鑑賞したオペラを自分の中で評価するとき、ルチアーノ・パヴァロッティの声が基準の 1つとなっていることは間違いない。パヴァロッティが正しいとか、パヴァロッティの 声が好きだというようなことではなく、「3大テノール」などで商業的に成功したため にいろいろなところでパヴァロッティの声を耳にすることがあり、「テノールといえば パヴァロッティ」という図式が頭の中に出来上がってしまっているからだ。
では、パヴァロッティは私にとっての理想のテノールなのか? それを確かめたくて映 画館へ足を運んだ。
女性にとってはソプラノ、男性にとってはバリトンが自然な声なのだそうだ。テノールは自然な声ではない、だが、それを自然な声のように発して歌うことができるのがテノール歌手ということらしい。そして、テノール歌手として世界的に有名になり、それを維持するために、パヴァロッティは血のにじむような努力をしているはずなのだが・・・映画ではあまり触れておらず、天賦の才と強運に恵まれ、自分の気持ちに忠実で甘え上手な側面が印象的に伝わるような作品になっているように思えた。
印象深かった言葉が2つある。
1つはパヴァロッティ自身が語っていた「自分が信じていることしか歌えない」という言葉。そしてもう1つはU2のボノによる「歌手は自分の今までの人生全てを歌にぶつけている」という言葉だ。
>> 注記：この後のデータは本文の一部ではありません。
/// Which handler table a route belongs to.
#[derive(Debug, Clone, Copy, PartialEq, Eq, Hash, Serialize, Deserialize)]
#[serde(rename_all = "lowercase")]
pub enum Phase {
    /// Runs first, for every matching pattern (middleware).
    Before,
    /// Runs second, for every matching pattern (page handlers).
    After,
}

impl fmt::Display for Phase {
    fn fmt(&self, f: &mut fmt::Formatter<'_>) -> fmt::Result {
        match self {
            Phase::Before => write!(f, "before"),
            Phase::After => write!(f, "after"),
        }
    }
}

/// A closure handler.
pub type HandlerFn =
    Arc<dyn Fn(&Request, &mut Response, &Container, &Captures) -> Result<()> + Send + Sync>;

/// A service that exposes named handler methods.
///
/// Controllers are registered in the [`Container`] as `Arc<dyn Controller>`
/// and addressed by [`Handler::Method`].
pub trait Controller: Send + Sync {
    /// Runs handler `method`.
    ///
    /// Unknown methods should fail with [`Error::NotFound`].
    fn call(
        &self,
        method: &str,
        request: &Request,
        response: &mut Response,
        container: &Container,
        captures: &Captures,
    ) -> Result<()>;
}

/// One step of a handler chain.
#[derive(Clone)]
pub enum Handler {
    /// A closure called directly.
    Function(HandlerFn),
    /// A method on a controller resolved from the container at call time.
    Method {
        /// Container name of the `Arc<dyn Controller>`.
        target: String,
        /// Method passed to [`Controller::call`].
        method: String,
    },
}

impl Handler {
    /// Wraps a closure.
    pub fn function<F>(f: F) -> Self
    where
        F: Fn(&Request, &mut Response, &Container, &Captures) -> Result<()> + Send + Sync + 'static,
    {
        Handler::Function(Arc::new(f))
    }

    /// Addresses `method` on the controller registered as `target`.
    pub fn method(target: impl Into<String>, method: impl Into<String>) -> Self {
        Handler::Method {
            target: target.into(),
            method: method.into(),
        }
    }

    /// Parses `"target@method"` (or `"target::method"`).
    pub fn parse(text: &str) -> Result<Self> {
        let (target, method) = text
            .split_once('@')
            .or_else(|| text.split_once("::"))
            .ok_or_else(|| Error::Handler(format!("'{}' is not of the form target@method", text)))?;
        let (target, method) = (target.trim(), method.trim());
        if target.is_empty() || method.is_empty() {
            return Err(Error::Handler(format!("'{}' has an empty target or method", text)));
        }
        Ok(Self::method(target, method))
    }

    /// Runs the handler.
    pub fn invoke(
        &self,
        request: &Request,
        response: &mut Response,
        container: &Container,
        captures: &Captures,
    ) -> Result<()> {
        match self {
            Handler::Function(f) => f(request, response, container, captures),
            Handler::Method { target, method } => {
                let controller: Arc<dyn Controller> = container.make(target)?;
                controller.call(method, request, response, container, captures)
            }
        }
    }
}

impl fmt::Debug for Handler {
    fn fmt(&self, f: &mut fmt::Formatter<'_>) -> fmt::Result {
        match self {
            Handler::Function(_) => write!(f, "Function(..)"),
            Handler::Method { target, method } => write!(f, "Method({}@{})", target, method),
        }
    }
}

impl fmt::Display for Handler {
    fn fmt(&self, f: &mut fmt::Formatter<'_>) -> fmt::Result {
        match self {
            Handler::Function(_) => write!(f, "<closure>"),
            Handler::Method { target, method } => write!(f, "{}@{}", target, method),
        }
    }
}

/// A route to register.
#[derive(Debug, Clone)]
pub struct Route {
    /// HTTP method, or [`ANY_METHOD`].
    pub method: String,
    /// Path pattern (see [`crate::pattern`]).
    pub pattern: String,
    /// Table the route goes into.
    pub phase: Phase,
    /// Handlers, in call order.
    pub handlers: Vec<Handler>,
}

impl Route {
    /// A route with no handlers yet.
    pub fn new(method: &str, pattern: &str, phase: Phase) -> Self {
        Self {
            method: method.to_ascii_uppercase(),
            pattern: pattern.to_string(),
            phase,
            handlers: Vec::new(),
        }
    }

    /// A `GET` after-route.
    pub fn get(pattern: &str) -> Self {
        Self::new("GET", pattern, Phase::After)
    }

    /// A `POST` after-route.
    pub fn post(pattern: &str) -> Self {
        Self::new("POST", pattern, Phase::After)
    }

    /// A before-route.
    pub fn before(method: &str, pattern: &str) -> Self {
        Self::new(method, pattern, Phase::Before)
    }

    /// Appends a handler.
    pub fn handler(mut self, handler: Handler) -> Self {
        self.handlers.push(handler);
        self
    }
}

#[derive(Debug)]
struct RouteEntry {
    matcher: Matcher,
    handlers: Vec<Handler>,
    seq: usize,
}

#[derive(Debug, Default)]
struct RouteTable {
    methods: HashMap<String, Vec<RouteEntry>>,
}

impl RouteTable {
    fn insert(&mut self, method: &str, matcher: Matcher, handlers: Vec<Handler>, seq: usize) {
        let entries = self.methods.entry(method.to_string()).or_default();
        match entries.iter_mut().find(|e| e.matcher.pattern() == matcher.pattern()) {
            Some(entry) => entry.handlers.extend(handlers),
            None => entries.push(RouteEntry {
                matcher,
                handlers,
                seq,
            }),
        }
    }

    /// Matching entries for `method` plus `ANY`, in registration order.
    fn matching<'a>(&'a self, method: &str, path: &str) -> Vec<(&'a RouteEntry, Captures)> {
        let keys = if method == ANY_METHOD {
            vec![ANY_METHOD]
        } else {
            vec![method, ANY_METHOD]
        };
        let mut found: Vec<(&RouteEntry, Captures)> = keys
            .iter()
            .filter_map(|m| self.methods.get(*m))
            .flatten()
            .filter_map(|e| e.matcher.matches(path).map(|c| (e, c)))
            .collect();
        found.sort_by_key(|(e, _)| e.seq);
        found
    }

    fn len(&self) -> usize {
        self.methods.values().map(Vec::len).sum()
    }
}

/// Dispatch behavior switches.
#[derive(Debug, Clone, Copy, Default, PartialEq, Eq)]
pub struct DispatchPolicy {
    /// Return a before-phase error immediately instead of recording it.
    pub abort_on_before_error: bool,
}

/// What a dispatch did.
#[derive(Debug, Default)]
pub struct DispatchOutcome {
    /// Before entries whose pattern matched.
    pub before_matched: usize,
    /// After entries whose pattern matched.
    pub after_matched: usize,
    /// Handlers that ran to completion.
    pub handlers_run: usize,
    /// Errors raised by before handlers (only when not aborting).
    pub before_errors: Vec<Error>,
}

impl DispatchOutcome {
    /// True when no after entry matched the request.
    pub fn is_unrouted(&self) -> bool {
        self.after_matched == 0
    }
}

/// A registered route, for listings.
#[derive(Debug, Clone, PartialEq, Eq)]
pub struct RouteSummary {
    /// Before or after.
    pub phase: Phase,
    /// HTTP method.
    pub method: String,
    /// Path pattern.
    pub pattern: String,
    /// Handlers in call order, as `target@method` or `<closure>`.
    pub handlers: Vec<String>,
}

/// Two-phase request router.
#[derive(Debug, Default)]
pub struct Router {
    before: RouteTable,
    after: RouteTable,
    policy: DispatchPolicy,
    next_seq: usize,
}

impl Router {
    /// Creates an empty router with the default policy.
    pub fn new() -> Self {
        Self::default()
    }

    /// Creates an empty router with `policy`.
    pub fn with_policy(policy: DispatchPolicy) -> Self {
        Self {
            policy,
            ..Self::default()
        }
    }

    /// The dispatch policy.
    pub fn policy(&self) -> DispatchPolicy {
        self.policy
    }

    /// Registers a route in the table named by its phase.
    ///
    /// Fails if the pattern does not compile.
    pub fn register(&mut self, route: Route) -> Result<()> {
        let matcher = Matcher::compile(&route.pattern)?;
        let method = route.method.to_ascii_uppercase();
        tracing::debug!(
            "Registering {} {} {} ({} handlers)",
            route.phase,
            method,
            route.pattern,
            route.handlers.len()
        );
        let seq = self.next_seq;
        self.next_seq += 1;
        let table = match route.phase {
            Phase::Before => &mut self.before,
            Phase::After => &mut self.after,
        };
        table.insert(&method, matcher, route.handlers, seq);
        Ok(())
    }

    /// Registers `route` in the before table regardless of its phase field.
    pub fn register_before(&mut self, mut route: Route) -> Result<&mut Self> {
        route.phase = Phase::Before;
        self.register(route)?;
        Ok(self)
    }

    /// Registers `route` in the after table regardless of its phase field.
    pub fn register_after(&mut self, mut route: Route) -> Result<&mut Self> {
        route.phase = Phase::After;
        self.register(route)?;
        Ok(self)
    }

    /// Number of (method, pattern) entries across both tables.
    pub fn len(&self) -> usize {
        self.before.len() + self.after.len()
    }

    /// True when nothing is registered.
    pub fn is_empty(&self) -> bool {
        self.len() == 0
    }

    /// Every entry, before table first, each in registration order.
    pub fn routes(&self) -> Vec<RouteSummary> {
        let mut out = Vec::new();
        for (phase, table) in [(Phase::Before, &self.before), (Phase::After, &self.after)] {
            let mut entries: Vec<(&String, &RouteEntry)> = table
                .methods
                .iter()
                .flat_map(|(m, es)| es.iter().map(move |e| (m, e)))
                .collect();
            entries.sort_by_key(|(_, e)| e.seq);
            out.extend(entries.into_iter().map(|(method, e)| RouteSummary {
                phase,
                method: method.clone(),
                pattern: e.matcher.pattern().to_string(),
                handlers: e.handlers.iter().map(|h| h.to_string()).collect(),
            }));
        }
        out
    }

    /// Runs the before chain, then the after chain, for `request`.
    pub fn dispatch(
        &self,
        request: &Request,
        response: &mut Response,
        container: &Container,
    ) -> Result<DispatchOutcome> {
        let mut outcome = DispatchOutcome::default();
        tracing::debug!("Dispatching {} {}", request.method, request.path);

        for (entry, captures) in self.before.matching(&request.method, &request.path) {
            outcome.before_matched += 1;
            if let Err(e) = run_chain(entry, request, response, container, &captures, &mut outcome) {
                if self.policy.abort_on_before_error {
                    return Err(e);
                }
                tracing::warn!(
                    "Before handler for '{}' failed: {}",
                    entry.matcher.pattern(),
                    e
                );
                outcome.before_errors.push(e);
            }
        }

        let mut after = self.after.matching(&request.method, &request.path);
        // Stable: equal specificity keeps registration order.
        after.sort_by_key(|(e, _)| Reverse(e.matcher.specificity()));
        for (entry, captures) in after {
            outcome.after_matched += 1;
            run_chain(entry, request, response, container, &captures, &mut outcome)?;
        }

        if outcome.is_unrouted() {
            tracing::debug!("No after route for {} {}", request.method, request.path);
        }
        Ok(outcome)
    }
}
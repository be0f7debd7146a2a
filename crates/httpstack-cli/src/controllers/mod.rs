// Copyright 2019-2026 Maravilla Labs, operated by SOLUTAS GmbH, Switzerland
// SPDX-License-Identifier: Apache-2.0
// SPDX-License-Identifier: MIT

//! Built-in controllers.
//!
//! Controllers are registered in the application container under the names
//! route files use as handler targets:
//!
//! - `template@init`: before middleware that builds the base layout for the request
//! - `page@show`: renders the view named by the `{page}` capture or the request path
//!
//! Both depend on the shared services registered at bootstrap (see the
//! name constants below) and communicate through the request-scoped
//! [`LAYOUT`] service.

mod page;
mod template;

pub use page::PageController;
pub use template::TemplateInit;

use httpstack::{Container, Error, Result, Template};
use std::sync::{Arc, Mutex, MutexGuard};

/// `Arc<Project>`: project root and configuration.
pub const PROJECT: &str = "project";
/// `Arc<Vec<AssetDescriptor>>`: the asset manifest.
pub const ASSETS: &str = "assets";
/// `Arc<dyn FileLocator>`: lookup over views, layouts and public files.
pub const LOCATOR: &str = "locator";
/// `Arc<dyn FileLocator>`: lookup restricted to the page view directory.
pub const VIEWS: &str = "views";
/// `Arc<Mutex<Template>>`: the current request's base layout.
pub const LAYOUT: &str = "layout";
/// Container name of [`TemplateInit`].
pub const TEMPLATE_CONTROLLER: &str = "template";
/// Container name of [`PageController`].
pub const PAGE_CONTROLLER: &str = "page";

/// A shared, lockable template as stored in the request scope.
pub type SharedTemplate = Arc<Mutex<Template>>;

/// Resolves the request's base layout.
///
/// A missing layout means the template middleware did not run or failed, which
/// is a server fault rather than a missing page.
pub fn request_template(container: &Container) -> Result<SharedTemplate> {
    container.make::<SharedTemplate>(LAYOUT).map_err(|e| match e {
        Error::NotFound(_) => Error::Handler(format!(
            "no base layout for this request; is {}@init routed as a before handler?",
            TEMPLATE_CONTROLLER
        )),
        other => other,
    })
}

pub(crate) fn lock_template(template: &SharedTemplate) -> Result<MutexGuard<'_, Template>> {
    template
        .lock()
        .map_err(|_| Error::Handler("template lock poisoned by an earlier handler".into()))
}

pub(crate) fn unknown_method(target: &str, method: &str) -> Error {
    Error::NotFound(format!("handler {}@{}", target, method))
}
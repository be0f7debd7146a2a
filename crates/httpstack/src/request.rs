// Copyright 2019-2026 Maravilla Labs, operated by SOLUTAS GmbH, Switzerland
// SPDX-License-Identifier: Apache-2.0
// SPDX-License-Identifier: MIT

//! HTTP request value object.
//!
//! Adapters (the HTTP server, the `render` command, tests) build a
//! [`Request`] and hand it to [`Router::dispatch`](crate::Router::dispatch).

use std::collections::HashMap;

/// An incoming request as seen by route handlers.
///
/// All maps are plain owned `HashMap`s; header names keep whatever case the
/// adapter supplied and [`header`](Self::header) compares them without case.
///
/// # Example
///
/// ```rust
/// use httpstack::Request;
///
/// let request = Request::new("get", "/blog/hello")
///     .with_query([("page".into(), "1".into())].into());
/// assert_eq!(request.method, "GET");
/// assert_eq!(request.query_param("page"), Some("1"));
/// ```
#[derive(Debug, Clone)]
pub struct Request {
    /// Upper-cased method; route tables are keyed by it.
    pub method: String,
    /// Path without the query string, matched against route patterns.
    pub path: String,
    /// Header name to value.
    pub headers: HashMap<String, String>,
    /// Raw body, when the adapter read one.
    pub body: Option<Vec<u8>>,
    /// Decoded query string.
    pub query: HashMap<String, String>,
    /// Cookie name to value.
    pub cookies: HashMap<String, String>,
}

impl Request {
    /// A request with no headers, body, query or cookies.
    pub fn new(method: impl Into<String>, path: impl Into<String>) -> Self {
        Self {
            method: method.into().to_ascii_uppercase(),
            path: path.into(),
            headers: HashMap::new(),
            body: None,
            query: HashMap::new(),
            cookies: HashMap::new(),
        }
    }

    /// Replaces the headers.
    pub fn with_headers(self, headers: HashMap<String, String>) -> Self {
        Self { headers, ..self }
    }

    /// Sets the body.
    pub fn with_body(self, body: Vec<u8>) -> Self {
        Self {
            body: Some(body),
            ..self
        }
    }

    /// Replaces the query parameters.
    pub fn with_query(self, query: HashMap<String, String>) -> Self {
        Self { query, ..self }
    }

    /// Replaces the cookies.
    pub fn with_cookies(self, cookies: HashMap<String, String>) -> Self {
        Self { cookies, ..self }
    }

    /// Header value by name, ignoring case.
    pub fn header(&self, name: &str) -> Option<&str> {
        self.headers
            .iter()
            .find_map(|(k, v)| k.eq_ignore_ascii_case(name).then_some(v.as_str()))
    }

    /// One query parameter.
    pub fn query_param(&self, name: &str) -> Option<&str> {
        self.query.get(name).map(String::as_str)
    }

    /// One cookie.
    pub fn cookie(&self, name: &str) -> Option<&str> {
        self.cookies.get(name).map(String::as_str)
    }

    /// The body as UTF-8 text.
    pub fn body_str(&self) -> Option<&str> {
        self.body.as_deref().and_then(|b| std::str::from_utf8(b).ok())
    }

    /// The body decoded as JSON; `None` when absent or invalid.
    pub fn body_json(&self) -> Option<serde_json::Value> {
        serde_json::from_str(self.body_str()?).ok()
    }
}

impl Default for Request {
    fn default() -> Self {
        Self::new("GET", "/")
    }
}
パヴァロッティが人生の後半に歌っていたアリア「衣装をつけろ」は、最盛期の輝かしく強靭な声ではなかったが、鬼気迫るものがあった。
衣装をつけろ、白粉をぬれ
お客様はここに金を払って笑いに来るんだ
笑え、道化師よ、苦悩と涙をおどけに変えて
苦しみと嗚咽を作り笑いに変えてしまうのだ
ああ、笑え、道化師よ、お前の愛の終焉に
笑え、お前の心に毒を注ぎ込むその苦悩を・・・
まさしく、この歌詞のとおりの生き方だ。スキャンダルに見舞われ、オペラ界から眉をひそめられることもあったが、道化師のカニオが苦しみ悶えながらも「衣装をつけろ」と歌って自らを鼓舞し、人々を喜ばせようとしたのと同じ気持ちで、パヴァロッティも歌い続けたのだろう。
これからオペラを鑑賞し続けていくにあたり、声の質ではなく、歌手の生き様を感じ取れるような聴衆になりたいと思った。